Par ailleurs, le subventionnement des crèches dans un canton ne présente pas d’effets de débordement («spillover effects») positifs sur les autres cantons. De tels effets pourraient justifier un financement centralisé. Cependant, la prise en charge externe des enfants améliore la conciliation entre vie professionnelle et vie familiale dans le canton qui subventionne cet accueil, et non dans le canton voisin. Si l’on suit le raisonnement de la Confédération, elle devrait cofinancer toutes les mesures d’amélioration locales prises par les cantons. La mesure prise par la Confédération semble donc erratique.

La fin de la pénurie

Depuis, les soucis concernant l’aménagement conforme à la Constitution de l’accueil extrafamilial des enfants ont été relégués au second plan, tant l’envie de la politique fédérale de faire «ce qui est juste» dans ce domaine est forte. A l’origine, il s’agissait de soutenir la création de places de crèche. Désormais, l’accent est mis sur l’allègement financier des familles. Par conséquent, la Confédération devrait prendre en charge 20 % des frais de crèche ou d’école de jour pour chaque enfant dès sa naissance et jusqu’à la fin de l’école primaire.

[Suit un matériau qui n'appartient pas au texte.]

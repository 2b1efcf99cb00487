/// Core error type for GuildSync.
///
/// Adapter crates map their specific errors into this type so the relay core
/// can tell configuration problems, store failures and platform failures apart.
#[derive(Debug, thiserror::Error)]
pub enum Error {
    #[error("config error: {0}")]
    Config(String),

    #[error("i/o error: {0}")]
    Io(#[from] std::io::Error),

    #[error("json error: {0}")]
    Json(#[from] serde_json::Error),

    #[error("store error: {0}")]
    Store(String),

    #[error("translation to '{language}' unavailable after {attempts} attempts: {reason}")]
    TranslationUnavailable {
        language: String,
        attempts: u32,
        reason: String,
    },

    #[error("delivery failed: {0}")]
    Delivery(String),

    #[error("external error: {0}")]
    External(String),
}

pub type Result<T> = std::result::Result<T, Error>;
use serenity::all::{Context, Message};

use guildsync_core::{
    commands::{AdminCommand, CommandContext, CommandError},
    domain::{ChannelId, GuildId, UserId},
};

use crate::router::AppState;

pub(super) async fn handle_command(
    state: &AppState,
    ctx: &Context,
    msg: &Message,
    parsed: Result<AdminCommand, CommandError>,
) {
    let reply = match parsed {
        Ok(cmd) => match command_context(ctx, msg).await {
            Some(cx) => state.commands.execute(cmd, &cx).await,
            None => "Error: Could not determine target channel or guild.".to_string(),
        },
        Err(e) => format!("{e}. Try `{} help`.", state.commands.prefix()),
    };

    if let Err(e) = msg.reply(&ctx.http, reply).await {
        tracing::warn!(channel = %msg.channel_id, error = %e, "failed to send command response");
    }
}

async fn command_context(ctx: &Context, msg: &Message) -> Option<CommandContext> {
    let guild_id = msg.guild_id?;
    let (guild_name, guild_icon) = ctx
        .cache
        .guild(guild_id)
        .map(|g| (g.name.clone(), g.icon_url()))
        .unwrap_or_else(|| (guild_id.to_string(), None));

    // Guild owners resolve to all permissions.
    let is_admin = msg
        .author_permissions(&ctx.cache)
        .is_some_and(|p| p.administrator());

    let channel_name = msg
        .channel_id
        .name(ctx)
        .await
        .unwrap_or_else(|_| "Unnamed Channel".to_string());

    Some(CommandContext {
        user_id: UserId(msg.author.id.get()),
        username: msg.author.tag(),
        guild_id: GuildId(guild_id.get()),
        guild_name,
        guild_icon,
        channel_id: ChannelId(msg.channel_id.get()),
        channel_name,
        is_admin,
    })
}
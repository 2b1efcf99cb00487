use serenity::all::{Context, Reaction, ReactionType};

use guildsync_core::{
    domain::{ChannelId, MessageId},
    languages::find_by_flag,
    reaction::ReactionEvent,
};

use crate::router::AppState;

pub(super) async fn handle_reaction(state: &AppState, ctx: &Context, reaction: Reaction) {
    let Some(translator) = state.reactions.as_ref() else {
        return;
    };
    if reaction.guild_id.is_none() {
        return;
    }
    let ReactionType::Unicode(emoji) = &reaction.emoji else {
        return;
    };
    // Skip the REST lookups below for ordinary emoji.
    if find_by_flag(emoji).is_none() {
        return;
    }

    let user_is_bot = match reaction.user(ctx).await {
        Ok(user) => user.bot,
        Err(e) => {
            tracing::warn!(error = %e, "failed to resolve reacting user");
            return;
        }
    };
    let message = match reaction.message(&ctx.http).await {
        Ok(m) => m,
        Err(e) => {
            tracing::warn!(message = %reaction.message_id, error = %e, "failed to fetch reacted message");
            return;
        }
    };

    let event = ReactionEvent {
        channel_id: ChannelId(reaction.channel_id.get()),
        message_id: MessageId(reaction.message_id.get()),
        user_is_bot,
        emoji: emoji.clone(),
        content: message.content,
    };
    let outcome = translator.handle(&event).await;
    tracing::debug!(message = event.message_id.0, outcome = ?outcome, "reaction handled");
}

L’adaptation a posteriori de l’objectif est motivé par de l’opportunisme politique, car l’offre d’accueil extrafamilial s’est considérablement développée en Suisse au cours des dernières décennies. Il n’est plus question d’une pénurie de crèches. Entre 1985 et 2022, le nombre de structures est passé de 480 à 3200, avec environ 100 000 places d’accueil. Par rapport au nombre d’enfants, le nombre de places a été multipliée par cinq, ce qui place l’offre helvétique dans la moyenne européenne.

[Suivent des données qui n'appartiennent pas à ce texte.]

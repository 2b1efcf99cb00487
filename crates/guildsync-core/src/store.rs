//! JSON-file backed [`SyncStore`].
//!
//! All records live in memory; every write persists a full snapshot
//! (temp file + rename) when a path is configured.

use std::{
    collections::HashMap,
    path::{Path, PathBuf},
};

use async_trait::async_trait;
use chrono::Utc;
use serde::{Deserialize, Serialize};
use tokio::sync::RwLock;

use crate::{domain::*, errors::Error, ports::SyncStore, Result};

#[derive(Debug, Default, Serialize, Deserialize)]
struct Snapshot {
    #[serde(default)]
    users: Vec<UserRecord>,
    #[serde(default)]
    guilds: Vec<GuildRecord>,
    #[serde(default)]
    groups: Vec<SyncGroup>,
    #[serde(default)]
    links: Vec<ChannelLink>,
}

#[derive(Debug, Default, Clone)]
struct State {
    users: HashMap<UserId, UserRecord>,
    guilds: HashMap<GuildId, GuildRecord>,
    groups: HashMap<SyncGroupId, SyncGroup>,
    // Keyed by channel: one active link per channel.
    links: HashMap<ChannelId, ChannelLink>,
}

impl State {
    fn from_snapshot(s: Snapshot) -> Self {
        Self {
            users: s.users.into_iter().map(|u| (u.id, u)).collect(),
            guilds: s.guilds.into_iter().map(|g| (g.id, g)).collect(),
            groups: s.groups.into_iter().map(|g| (g.id.clone(), g)).collect(),
            links: s.links.into_iter().map(|l| (l.channel_id, l)).collect(),
        }
    }

    fn snapshot(&self) -> Snapshot {
        let mut links: Vec<_> = self.links.values().cloned().collect();
        links.sort_by(|a, b| a.created_at.cmp(&b.created_at));
        let mut groups: Vec<_> = self.groups.values().cloned().collect();
        groups.sort_by(|a, b| a.created_at.cmp(&b.created_at));
        Snapshot {
            users: self.users.values().cloned().collect(),
            guilds: self.guilds.values().cloned().collect(),
            groups,
            links,
        }
    }
}

pub struct JsonFileStore {
    path: Option<PathBuf>,
    state: RwLock<State>,
}

impl JsonFileStore {
    /// Open (or start) a store persisted at `path`.
    pub async fn open(path: impl Into<PathBuf>) -> Result<Self> {
        let path = path.into();
        let state = match tokio::fs::read_to_string(&path).await {
            Ok(txt) if txt.trim().is_empty() => State::default(),
            Ok(txt) => State::from_snapshot(serde_json::from_str(&txt)?),
            Err(e) if e.kind() == std::io::ErrorKind::NotFound => State::default(),
            Err(e) => return Err(Error::Io(e)),
        };
        tracing::info!(
            path = %path.display(),
            groups = state.groups.len(),
            links = state.links.len(),
            "store loaded"
        );
        Ok(Self {
            path: Some(path),
            state: RwLock::new(state),
        })
    }

    /// Store without persistence.
    pub fn in_memory() -> Self {
        Self {
            path: None,
            state: RwLock::new(State::default()),
        }
    }

    async fn persist(&self, state: &State) -> Result<()> {
        let Some(path) = &self.path else {
            return Ok(());
        };
        let txt = serde_json::to_string_pretty(&state.snapshot())?;
        write_atomic(path, txt.as_bytes()).await
    }

    /// Persist `next`, then make it the live state. A failed write leaves
    /// `current` untouched.
    async fn commit(&self, current: &mut State, next: State) -> Result<()> {
        self.persist(&next).await?;
        *current = next;
        Ok(())
    }
}

async fn write_atomic(path: &Path, bytes: &[u8]) -> Result<()> {
    if let Some(dir) = path.parent().filter(|d| !d.as_os_str().is_empty()) {
        tokio::fs::create_dir_all(dir).await?;
    }
    let mut tmp = path.as_os_str().to_owned();
    tmp.push(".tmp");
    let tmp = PathBuf::from(tmp);
    tokio::fs::write(&tmp, bytes).await?;
    tokio::fs::rename(&tmp, path).await?;
    Ok(())
}

#[async_trait]
impl SyncStore for JsonFileStore {
    async fn find_group_for_channel(&self, channel_id: ChannelId) -> Result<Option<SyncGroupId>> {
        let state = self.state.read().await;
        Ok(state
            .links
            .get(&channel_id)
            .map(|l| l.sync_group_id.clone()))
    }

    async fn list_channels_in_group(&self, group_id: &SyncGroupId) -> Result<Vec<ChannelLink>> {
        let state = self.state.read().await;
        let mut links: Vec<_> = state
            .links
            .values()
            .filter(|l| &l.sync_group_id == group_id)
            .cloned()
            .collect();
        links.sort_by(|a, b| {
            a.created_at
                .cmp(&b.created_at)
                .then(a.channel_id.0.cmp(&b.channel_id.0))
        });
        Ok(links)
    }

    async fn get_group(&self, group_id: &SyncGroupId) -> Result<Option<SyncGroup>> {
        Ok(self.state.read().await.groups.get(group_id).cloned())
    }

    async fn upsert_user(&self, user: UserRecord) -> Result<()> {
        let mut state = self.state.write().await;
        if state.users.get(&user.id) == Some(&user) {
            return Ok(());
        }
        let mut next = state.clone();
        next.users.insert(user.id, user);
        self.commit(&mut state, next).await
    }

    async fn upsert_guild(&self, guild: GuildRecord) -> Result<()> {
        let mut state = self.state.write().await;
        if state.guilds.get(&guild.id) == Some(&guild) {
            return Ok(());
        }
        let mut next = state.clone();
        next.guilds.insert(guild.id, guild);
        self.commit(&mut state, next).await
    }

    async fn create_group(&self, created_by: UserId) -> Result<SyncGroup> {
        let group = SyncGroup {
            id: SyncGroupId(uuid::Uuid::new_v4().to_string()),
            name: "Unnamed Group".to_string(),
            description: String::new(),
            created_by,
            created_at: Utc::now(),
        };
        let mut state = self.state.write().await;
        let mut next = state.clone();
        next.groups.insert(group.id.clone(), group.clone());
        self.commit(&mut state, next).await?;
        tracing::info!(group = %group.id, created_by = created_by.0, "sync group created");
        Ok(group)
    }

    async fn delete_group(&self, group_id: &SyncGroupId) -> Result<()> {
        let mut state = self.state.write().await;
        if !state.groups.contains_key(group_id) {
            return Ok(());
        }
        if state.links.values().any(|l| &l.sync_group_id == group_id) {
            return Err(Error::Store(format!(
                "sync group {group_id} still has linked channels"
            )));
        }
        let mut next = state.clone();
        next.groups.remove(group_id);
        self.commit(&mut state, next).await?;
        tracing::info!(group = %group_id, "sync group deleted");
        Ok(())
    }

    async fn link_channel(&self, link: ChannelLink) -> Result<()> {
        let mut state = self.state.write().await;
        if !state.groups.contains_key(&link.sync_group_id) {
            return Err(Error::Store(format!(
                "unknown sync group {}",
                link.sync_group_id
            )));
        }
        if let Some(existing) = state.links.get(&link.channel_id) {
            return Err(Error::Store(format!(
                "channel {} is already linked to group {}",
                link.channel_id, existing.sync_group_id
            )));
        }
        let (channel, group) = (link.channel_id, link.sync_group_id.clone());
        let language = link.language_code.clone();
        let mut next = state.clone();
        next.links.insert(link.channel_id, link);
        self.commit(&mut state, next).await?;
        tracing::info!(
            channel = channel.0,
            group = %group,
            language = language.as_deref().unwrap_or("-"),
            "channel linked"
        );
        Ok(())
    }

    async fn unlink_channel(&self, channel_id: ChannelId) -> Result<Option<ChannelLink>> {
        let mut state = self.state.write().await;
        if !state.links.contains_key(&channel_id) {
            return Ok(None);
        }
        let mut next = state.clone();
        let removed = next.links.remove(&channel_id);
        self.commit(&mut state, next).await?;
        tracing::info!(channel = channel_id.0, "channel unlinked");
        Ok(removed)
    }
}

Là où la Confédération devrait laisser le champ libre aux cantons. (Ernie Ernst, Avenir Suisse, IA)

Certes, le recours à l’accueil extra-familial des enfants entraîne des coûts élevés pour les familles concernées. Le taux d’autofinancement, c’est-à-dire la part des coûts payée directement par les bénéficiaires, est d’environ 65 %. Il est donc plus élevé que dans la plupart des pays de l’OCDE. Mais ces coûts sont principalement supportés par les ménages les plus aisés. Selon l’enquête sur le budget des ménages de l’Office fédéral de la statistique, le tiers le plus riche des familles qui font garder leurs enfants en âge préscolaire à l’extérieur dépense environ trois fois plus que le tiers le plus faible en termes de revenus (environ 1450 francs par mois contre 450 francs). Dans le tiers le plus bas, ces dépenses représentent 5,4 % du revenu brut, dans le tiers moyen 6,5 % et dans le tiers le plus haut 6,9 %. La charge en pourcentage sur les budgets familiaux est donc largement indépendante du revenu. Un soutien financier plus important de la part de la Confédération créerait surtout des effets d’aubaine dans la classe moyenne (et au-delà).

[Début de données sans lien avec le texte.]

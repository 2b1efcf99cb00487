use std::sync::Arc;

use serenity::{http::Http, Client};

use guildsync_core::messaging::throttled::{ThrottleConfig, ThrottledPlatform};
use guildsync_core::{
    commands::CommandService,
    config::Config,
    domain::UserId,
    messaging::port::RelayPlatform,
    ports::{SyncStore, Translator},
    reaction::ReactionTranslator,
    relay::{IdentityCache, Relay},
};

use crate::handlers::Handler;
use crate::DiscordPlatform;

pub struct AppState {
    pub relay: Relay,
    pub commands: CommandService,
    /// `None` when flag-reaction translation is disabled.
    pub reactions: Option<ReactionTranslator>,
}

pub async fn run(
    cfg: Arc<Config>,
    store: Arc<dyn SyncStore>,
    translator: Arc<dyn Translator>,
) -> anyhow::Result<()> {
    let http = Arc::new(Http::new(&cfg.discord_token));
    let me = http.get_current_user().await?;
    tracing::info!(bot = %me.name, id = %me.id, "guildsync started");
    tracing::info!(
        data_file = %cfg.data_file.display(),
        prefix = %cfg.command_prefix,
        reactions = cfg.reaction_translation,
        "configuration loaded"
    );

    // Fan-out bursts hit many channels at once; serenity still handles 429s underneath.
    let raw_platform: Arc<dyn RelayPlatform> = Arc::new(DiscordPlatform::new(
        http.clone(),
        me.id,
        cfg.webhook_name.clone(),
    ));
    let platform: Arc<dyn RelayPlatform> = Arc::new(ThrottledPlatform::new(
        raw_platform,
        ThrottleConfig {
            per_channel_min_interval: cfg.channel_min_interval,
            ..ThrottleConfig::default()
        },
    ));

    let relay = Relay::new(
        UserId(me.id.get()),
        store.clone(),
        translator.clone(),
        platform.clone(),
        Arc::new(IdentityCache::new()),
    )
    .relay_bot_messages(cfg.relay_bot_messages);

    let state = Arc::new(AppState {
        relay,
        commands: CommandService::new(store, cfg.command_prefix.clone()),
        reactions: cfg
            .reaction_translation
            .then(|| ReactionTranslator::new(translator, platform)),
    });

    let mut client = Client::builder(&cfg.discord_token, Handler::intents())
        .event_handler(Handler::new(state))
        .await?;

    let shard_manager = client.shard_manager.clone();
    tokio::spawn(async move {
        if tokio::signal::ctrl_c().await.is_ok() {
            tracing::info!("shutting down");
            shard_manager.shutdown_all().await;
        }
    });

    client.start().await?;
    Ok(())
}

Favoriser la conciliation, mais correctement

Compte tenu de la pénurie de main-d’œuvre qualifiée et de l’importance d’une activité professionnelle sans interruption pour garantir l’égalité, le soutien de l’Etat pour les offres de garde d’enfants peut s’avérer logique. Pour ce faire, l’approche dite «du pot de miel» de la Confédération n’est toutefois pas l’instrument approprié.

Les crèches, les garderies, les familles de jour, les repas de midi sont tous des éléments importants du puzzle de l’égalité. La mesure la plus efficace reste le soutien de l’Etat qui permet une augmentation du nombre de places d’accueil. La baisse des tarifs ne permet pas de répondre à cet objectif de manière adéquate. Selon une étude réalisée en 2018 par le bureau d’étude et de conseil Infras pour la Jacobs Foundation, 28 % des familles ne feraient pas garder leurs enfants d’âge préscolaire à l’extérieur, même si cela était gratuit.

Il est donc primordial que les moyens financiers soient utilisés de manière ciblée afin d’obtenir une amélioration durable de la situation en matière d’accueil extra-familial, sans pour autant violer les principes du fédéralisme ou de créer des effets d’aubaine inutiles. C’est la seule façon de promouvoir à long terme la conciliation de la vie professionnelle et de la vie familiale et de faire progresser efficacement l’égalité.

Potentiel d’économies dans les finances fédérales : 800 millions de francs par an

Si l’Etat souhaite développer l’accueil extra-familial des enfants, il convient de s’y atteler au niveau local, là où les bénéfices sont générés.